As for the WHR groups, only the mean CD16 +CD56 cell counts and CD3 percents showed significant differences compared to the controls. The mean CD16 +CD56 cell (natural killer lymphocyte) count for the high risk group was significantly higher (P = 0.024) compared to the mean count for the moderate-risk group. On the other hand, both mean counts for the moderate and high risk groups were not significantly different (P > 0.050) from the mean count for the low risk (control) group. The mean CD3 percent for the high risk group was significantly lower (P = 0.016) compared to the mean count for the control.
The current findings agree with those of the above mentioned study on Saudi female university students4 which found no significant differences for the WHR groups for the mean CD8 and CD19 counts and percents, and CD16 +CD56 percents compared to the control. On the other hand, the current findings disagree with the previous findings4 of significantly higher CD3 count and CD4 count and percent for the moderate risk group, and none significantly different CD16 +CD56 counts for both WHR groups compared to the control.

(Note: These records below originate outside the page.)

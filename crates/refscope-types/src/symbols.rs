// SPDX-License-Identifier: (MIT OR Apache-2.0)
//! Read-only symbol lookups over a bound program.

use std::collections::{HashMap, HashSet};

use refscope_ast::decl::{FieldDecl, FnDecl, TypeDecl, TypeKind};
use refscope_ast::{MemberRef, Program, TypeRef};

/// A member together with the type part that declares it.
#[derive(Debug, Clone, Copy)]
pub struct MemberSymbol<'a> {
    pub owner: &'a TypeDecl,
    pub decl: &'a FnDecl,
}

impl<'a> MemberSymbol<'a> {
    /// Stable key used by the contract and capability caches.
    pub fn key(&self) -> String {
        format!("{}.{}", self.owner.name, self.decl.name)
    }

    pub fn display_name(&self) -> String {
        self.key()
    }
}

#[derive(Debug, Clone, Copy)]
pub struct FieldSymbol<'a> {
    pub owner: &'a TypeDecl,
    pub decl: &'a FieldDecl,
}

/// Name-keyed view of every type declaration. Partial types map to all their parts.
pub struct SymbolTable<'a> {
    program: &'a Program,
    types: HashMap<&'a str, Vec<&'a TypeDecl>>,
}

impl<'a> SymbolTable<'a> {
    pub fn new(program: &'a Program) -> Self {
        let mut types: HashMap<&'a str, Vec<&'a TypeDecl>> = HashMap::new();
        for decl in &program.types {
            types.entry(decl.name.as_str()).or_default().push(decl);
        }
        Self { program, types }
    }

    /// All type parts in program order.
    pub fn iter_types(&self) -> impl Iterator<Item = &'a TypeDecl> {
        self.program.types.iter()
    }

    pub fn type_decl(&self, name: &str) -> Option<&'a TypeDecl> {
        self.types.get(name).and_then(|parts| parts.first().copied())
    }

    pub fn type_parts(&self, name: &str) -> &[&'a TypeDecl] {
        self.types.get(name).map(Vec::as_slice).unwrap_or(&[])
    }

    pub fn type_kind(&self, ty: &TypeRef) -> Option<TypeKind> {
        ty.decl_name().and_then(|n| self.type_decl(n)).map(|d| d.kind)
    }

    /// Resolve a member reference. Interface owners also search their base interfaces.
    pub fn member(&self, member: &MemberRef) -> Option<MemberSymbol<'a>> {
        let owner = member.owner.decl_name()?;
        let mut visited = HashSet::new();
        self.find_member(owner, &member.name, &mut visited)
    }

    fn find_member(
        &self,
        owner: &str,
        name: &str,
        visited: &mut HashSet<String>,
    ) -> Option<MemberSymbol<'a>> {
        if !visited.insert(owner.to_string()) {
            return None;
        }
        for part in self.type_parts(owner) {
            if let Some(decl) = part.members.iter().find(|m| m.name == name) {
                return Some(MemberSymbol { owner: part, decl });
            }
        }
        let first = self.type_decl(owner)?;
        if first.kind != TypeKind::Interface {
            return None;
        }
        for base in &first.interfaces {
            if let Some(base_name) = base.decl_name() {
                if let Some(found) = self.find_member(base_name, name, visited) {
                    return Some(found);
                }
            }
        }
        None
    }

    pub fn field(&self, owner: &TypeRef, name: &str) -> Option<FieldSymbol<'a>> {
        let owner_name = owner.decl_name()?;
        self.type_parts(owner_name).iter().find_map(|part| {
            part.fields
                .iter()
                .find(|f| f.name == name)
                .map(|decl| FieldSymbol { owner: part, decl })
        })
    }

    /// Every member an interface requires, base interfaces included.
    pub fn interface_members(&self, iface: &TypeRef) -> Vec<MemberSymbol<'a>> {
        let mut out = Vec::new();
        let mut visited = HashSet::new();
        if let Some(name) = iface.decl_name() {
            self.collect_interface_members(name, &mut visited, &mut out);
        }
        out
    }

    fn collect_interface_members(
        &self,
        name: &str,
        visited: &mut HashSet<String>,
        out: &mut Vec<MemberSymbol<'a>>,
    ) {
        if !visited.insert(name.to_string()) {
            return;
        }
        for part in self.type_parts(name) {
            if part.kind != TypeKind::Interface {
                continue;
            }
            out.extend(part.members.iter().map(|decl| MemberSymbol { owner: part, decl }));
            for base in &part.interfaces {
                if let Some(base_name) = base.decl_name() {
                    self.collect_interface_members(base_name, visited, out);
                }
            }
        }
    }

    /// The member of `ty` implementing `required`: an explicit implementation
    /// wins, otherwise a same-named member of the same kind and arity.
    pub fn implementing_member(
        &self,
        ty: &str,
        required: MemberSymbol<'a>,
    ) -> Option<MemberSymbol<'a>> {
        let parts = self.type_parts(ty);
        let explicit = parts.iter().find_map(|part| {
            part.members
                .iter()
                .find(|m| {
                    m.explicit_impl.as_ref().is_some_and(|target| {
                        target.name == required.decl.name
                            && target.owner.decl_name() == Some(required.owner.name.as_str())
                    })
                })
                .map(|decl| MemberSymbol { owner: part, decl })
        });
        explicit.or_else(|| {
            parts.iter().find_map(|part| {
                part.members
                    .iter()
                    .find(|m| {
                        m.explicit_impl.is_none()
                            && !m.modifiers.is_static
                            && m.name == required.decl.name
                            && m.kind == required.decl.kind
                            && m.params.len() == required.decl.params.len()
                    })
                    .map(|decl| MemberSymbol { owner: part, decl })
            })
        })
    }
}

#[cfg(test)]
mod tests {
    use super::*;
    use refscope_ast::decl::{Modifiers, MemberKind, ReturnType};
    use refscope_ast::{NodeId, Span};

    fn method(name: &str) -> FnDecl {
        FnDecl {
            id: NodeId(0),
            name: name.to_string(),
            kind: MemberKind::Method,
            modifiers: Modifiers::default(),
            type_params: vec![],
            params: vec![],
            ret: ReturnType::void(),
            attrs: vec![],
            explicit_impl: None,
            overrides: None,
            body: None,
            span: Span::default(),
        }
    }

    fn ty(name: &str, kind: TypeKind, interfaces: Vec<TypeRef>, members: Vec<FnDecl>) -> TypeDecl {
        TypeDecl {
            id: NodeId(0),
            name: name.to_string(),
            kind,
            is_readonly: false,
            is_partial: false,
            type_params: vec![],
            interfaces,
            primary_params: vec![],
            fields: vec![],
            members,
            span: Span::default(),
        }
    }

    #[test]
    fn interface_members_include_bases() {
        let program = Program::new(vec![
            ty("IBase", TypeKind::Interface, vec![], vec![method("Dispose")]),
            ty("IDerived", TypeKind::Interface, vec![TypeRef::named("IBase")], vec![method("Run")]),
        ]);
        let symbols = SymbolTable::new(&program);
        let names: Vec<_> = symbols
            .interface_members(&TypeRef::named("IDerived"))
            .iter()
            .map(|m| m.decl.name.clone())
            .collect();
        assert_eq!(names, vec!["Run", "Dispose"]);
        let found = symbols.member(&MemberRef::new(TypeRef::named("IDerived"), "Dispose"));
        assert_eq!(found.map(|m| m.owner.name.as_str()), Some("IBase"));
    }

    #[test]
    fn explicit_implementation_preferred() {
        let mut explicit = method("Run");
        explicit.explicit_impl = Some(MemberRef::new(TypeRef::named("I"), "Run"));
        explicit.span = Span::new(10, 20);
        let program = Program::new(vec![
            ty("I", TypeKind::Interface, vec![], vec![method("Run")]),
            ty("S", TypeKind::Struct, vec![TypeRef::named("I")], vec![method("Run"), explicit]),
        ]);
        let symbols = SymbolTable::new(&program);
        let required = symbols.interface_members(&TypeRef::named("I"))[0];
        let found = symbols.implementing_member("S", required).map(|m| m.decl.span);
        assert_eq!(found, Some(Span::new(10, 20)));
    }
}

For the WC groups, both the mean CD3 and CD4 cell counts were significantly higher (P = 0.014 and 0.012, respectively) for the high risk group compared to the mean counts for the respective controls. The mean CD16 +CD56 cell percent for the high risk group was significantly lower (P = 0.009) compared to the mean percent for the control group. The remaining cell counts and percents were not significantly different from the controls.
The mean IgG, IgA, and IgM concentrations were not significantly different between each of the BMI, WHR, and WC groups. This agrees with previous studies5 that also showed no significant differences in the concentrations of these antibodies in adolescent Saudi females.
The cohort of the study is considered highly educated since most of the subjects had a college degree or a higher degree. Therefore,the subjects were probably more aware than other cohorts about health and a healthy lifestyle and probably attempted to follow health and diet recommendations. This may explain the minimal differences between overweight and obese subjects compared to the healthy weight ones.
Conclusions
All adiposity measures showed significant changes in CD3 cell (T cells) counts/percents with the highest BMI and WC being associated with significantly higher counts while the highest WHR was associated with a significantly lower per cent. CD4 counts were significantly higher for the overweight and obese BMIs and high-risk WHR. On the other hand, CD16 +CD56 cell percents were significantly lower for the high WC compared to the control while not being significantly different from the controls using the BMI and WHR. Thus, higher obesity, measured by BMI and WC, is associated with higher CD3 and CD4 counts, and lower CD16 +CD56 cell percents compared to the controls. Thus, cellular adaptive immunity and innate immunity are both affected in the obese while humoral adaptive immunity is not.
Funding
No funding was provided for this research study.
Ethical Considerations
Ethical approval for the study and for blood collection was obtained from the Biochemistry Department, King Abdulaziz University, Jeddah, Saudi Arabia.
Conflicts of Interest
The author declares no conflicting interests in this study.